Dolle pret natuurlijk. Tante jeanette genoot ervan. Wel viel me toen al op dat ze vergeetachtig werd. “Gaan we met de auto, Hens” Dat mag als je zo’n respectabele leeftijd bereikt. Een jaar geleden een groot feest voor ons Pa, lekker uit eten. Ik merkte inderdaad dat het vergeetachtige sterker werd.

Exact weet ik het niet meer. Ik denk dat het een paar maanden geleden was dat ik tante Jeanette voor het laatst zag. Het koor gaf weer een uitvoering en na afloop gingen we met z’n vieren gezwllig uit eten. De ziekte begon in toenemende mate zijn tol te eisen. Ik merkte het ook aan oom Hens. Logisch natuurlijk maar desondanks.

Natuurlijk wist ik dat tante Jeanette achteruit ging. Maar toen pap vorige week belde was ik enorm verrast. Zoals altijd denk je “alle tijd in de wereld” Die is er nooit.

Van een afstand heb ik gezien hoe oom Hens de laatste jaren voor tante Jeanette heeft, gezorgd ook al viel het hem ongetwijfeld zwaar.
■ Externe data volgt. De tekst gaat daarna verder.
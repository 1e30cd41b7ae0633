use clap::Parser;
use portlist_gen::utils::{logger, validation::Validate};
use portlist_gen::{CliConfig, EtlEngine, GenError, LocalStorage, ReadmePipeline};

#[tokio::main]
async fn main() -> Result<(), Box<dyn std::error::Error>> {
    let cli = CliConfig::parse();

    // 初始化日誌
    logger::init_logger(cli.verbose, cli.log_json);

    tracing::info!("Starting portlist-gen");
    tracing::debug!("CLI config: {:?}", cli);

    // 解析並驗證配置
    let settings = match cli.resolve().and_then(|s| s.validate().map(|_| s)) {
        Ok(settings) => settings,
        Err(e) => exit_with(e),
    };
    tracing::debug!("Resolved settings: {:?}", settings);

    let storage = LocalStorage::new(cli.root.clone());
    let engine = EtlEngine::new(ReadmePipeline::new(storage, settings));

    if cli.dry_run {
        tracing::info!("🔍 DRY RUN MODE - README will not be touched");
        match engine.render().await {
            Ok(result) => {
                println!("{}", result.portlist);
                if let Some(showcase) = result.showcase {
                    println!("\n{}", showcase);
                }
            }
            Err(e) => exit_with(e),
        }
        return Ok(());
    }

    match engine.run().await {
        Ok(report) if report.is_complete() => {
            tracing::info!("✅ README updated: {}", report.output_path);
        }
        Ok(report) => {
            for (section, reason) in &report.failed_sections {
                tracing::warn!("⚠️ {} section was not updated: {}", section, reason);
            }
            tracing::warn!("README written with partial updates: {}", report.output_path);
        }
        Err(e) => exit_with(e),
    }

    Ok(())
}

fn exit_with(e: GenError) -> ! {
    tracing::error!(
        "❌ portlist-gen failed: {} (Category: {:?}, Severity: {:?})",
        e,
        e.category(),
        e.severity()
    );
    tracing::error!("💡 Recovery suggestion: {}", e.recovery_suggestion());
    eprintln!("❌ {}", e.user_friendly_message());

    std::process::exit(e.exit_code())
}
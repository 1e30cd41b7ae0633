use crate::domain::model::{LoadReport, RawDocuments, TransformResult};
use crate::utils::error::Result;
use async_trait::async_trait;

pub trait Storage: Send + Sync {
    fn read_file(&self, path: &str) -> impl std::future::Future<Output = Result<Vec<u8>>> + Send;
    fn write_file(
        &self,
        path: &str,
        data: &[u8],
    ) -> impl std::future::Future<Output = Result<()>> + Send;
}

pub trait ConfigProvider: Send + Sync {
    fn ports_path(&self) -> &str;
    fn categories_path(&self) -> &str;
    fn userstyles_url(&self) -> &str;
    fn readme_path(&self) -> &str;
}

/// Load → validate/render → splice. Errors from `extract` and `transform` abort the run
/// before anything is written; `load` only fails if the README itself cannot be read or written.
#[async_trait]
pub trait Pipeline: Send + Sync {
    async fn extract(&self) -> Result<RawDocuments>;
    async fn transform(&self, raw: RawDocuments) -> Result<TransformResult>;
    async fn load(&self, result: TransformResult) -> Result<LoadReport>;
}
Het moet een moeilijke taak zijn geweest. Ik heb veel bewondering en respect voor wat u heeft gedaan. En ik weet dat ik niet de enige ben.

Oom Hens, ondanks dat slechts maar woorden zijn, wil ik u heel veel sterkte wensen. Natuurlijk ook de andere familieleden en alle andere aanwezigen wens ik veel sterkte.